Reusing your crate is ok. There are a lot of owners that interchange dogs/crates throughout their household. As long as they are all in good shape there's no need to purchase a new crate for every dog unless you are intending to crate them both at the same time.


----------



## codeblue2k (Feb 3, 2010)

Dakota Spirit said:


> Reusing your crate is ok. There are a lot of owners that interchanged dogs/crates throughout their household. As long as they are all in good shape there's no need to purchase a new crate for every dog unless you are intending to crate them both at the same time.


Fantastic! One more quick question... any thoughts on how to make it smaller while she is a puppy? The crate is made for a full size dog and does not have movable partition


----------



## lucidity (Nov 10, 2009)

You can get a partition from petstores.. Or alternatively, some people have suggested putting a box at the end to make it smaller. Don't know how well that works, though.


----------



## Labsnothers (Oct 10, 2009)

We have had 20 puppies since 1991. We also had one return at 10 and live to be 15. We have several crates, but mostly use one 24'' one to start puppies, and a 36'' one when they outgrow it. So yes, reuse the crate. 

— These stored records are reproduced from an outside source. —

//! Synchronization tuning, loaded from environment variables.
//!
//! All settings have defaults so the client runs with zero
//! configuration.

use std::time::Duration;

use vitalink_shared::constants::{
    MESSAGE_PAGE_SIZE, PREFETCH_CHUNK_SIZE, SEARCH_CACHE_CAP, SEND_CONFIRM_DELAY_MS,
    TYPING_DEBOUNCE_MS, TYPING_STALE_MS,
};

/// Client synchronization configuration.
#[derive(Debug, Clone)]
pub struct SyncConfig {
    /// Messages fetched per history page (initial load and pagination).
    /// Env: `VITALINK_PAGE_SIZE`. Default: 50.
    pub page_size: u32,

    /// Trailing debounce before an idle typist's flag is cleared.
    /// Env: `VITALINK_TYPING_DEBOUNCE_MS`. Default: 3000.
    pub typing_debounce: Duration,

    /// Age past which a stored typing flag counts as "not typing".
    /// Env: `VITALINK_TYPING_STALE_MS`. Default: 10000.
    pub typing_stale_ms: i64,

    /// Maximum concurrent profile fetches per prefetch batch.
    /// Env: `VITALINK_PREFETCH_CHUNK`. Default: 10.
    pub prefetch_chunk: usize,

    /// Delay between the realtime write and the durable `sent` copy of
    /// an outgoing message.
    /// Env: `VITALINK_CONFIRM_DELAY_MS`. Default: 500.
    pub confirm_delay: Duration,

    /// Maximum cached user-search queries per session.
    pub search_cache_cap: usize,
}

impl Default for SyncConfig {
    fn default() -> Self {
        Self {
            page_size: MESSAGE_PAGE_SIZE,
            typing_debounce: Duration::from_millis(TYPING_DEBOUNCE_MS),
            typing_stale_ms: TYPING_STALE_MS,
            prefetch_chunk: PREFETCH_CHUNK_SIZE,
            confirm_delay: Duration::from_millis(SEND_CONFIRM_DELAY_MS),
            search_cache_cap: SEARCH_CACHE_CAP,
        }
    }
}

impl SyncConfig {
    /// Build a config from the environment, falling back to defaults
    /// for unset or unparsable variables.
    pub fn from_env() -> Self {
        let defaults = Self::default();
        Self {
            page_size: env_parse("VITALINK_PAGE_SIZE").unwrap_or(defaults.page_size),
            typing_debounce: env_parse("VITALINK_TYPING_DEBOUNCE_MS")
                .map(Duration::from_millis)
                .unwrap_or(defaults.typing_debounce),
            typing_stale_ms: env_parse("VITALINK_TYPING_STALE_MS")
                .unwrap_or(defaults.typing_stale_ms),
            prefetch_chunk: env_parse("VITALINK_PREFETCH_CHUNK")
                .unwrap_or(defaults.prefetch_chunk),
            confirm_delay: env_parse("VITALINK_CONFIRM_DELAY_MS")
                .map(Duration::from_millis)
                .unwrap_or(defaults.confirm_delay),
            search_cache_cap: defaults.search_cache_cap,
        }
    }
}

fn env_parse<T: std::str::FromStr>(name: &str) -> Option<T> {
    std::env::var(name).ok().and_then(|v| v.parse().ok())
}

#[cfg(test)]
mod tests {
    use super::*;

    #[test]
    fn defaults_match_constants() {
        let config = SyncConfig::default();
        assert_eq!(config.page_size, 50);
        assert_eq!(config.typing_debounce, Duration::from_secs(3));
        assert_eq!(config.typing_stale_ms, 10_000);
        assert_eq!(config.prefetch_chunk, 10);
    }
}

A box may do at first. I have used 5 qt oil bottles to take up space at first for our last few puppies. Whatever works.


----------



## Tolak (Sep 11, 2008)

I would reuse it. My three crate hop, none of them mind, and at times two like the same crate at the same time. Anything that fits & is safe if it get chewed on a bit will work for a divider. My first crate was an actual milk crate, for a Yorkie. I grabbed it from behind a store, back when I was young, dumb, and spent the rent on a Yorkie pup.


----------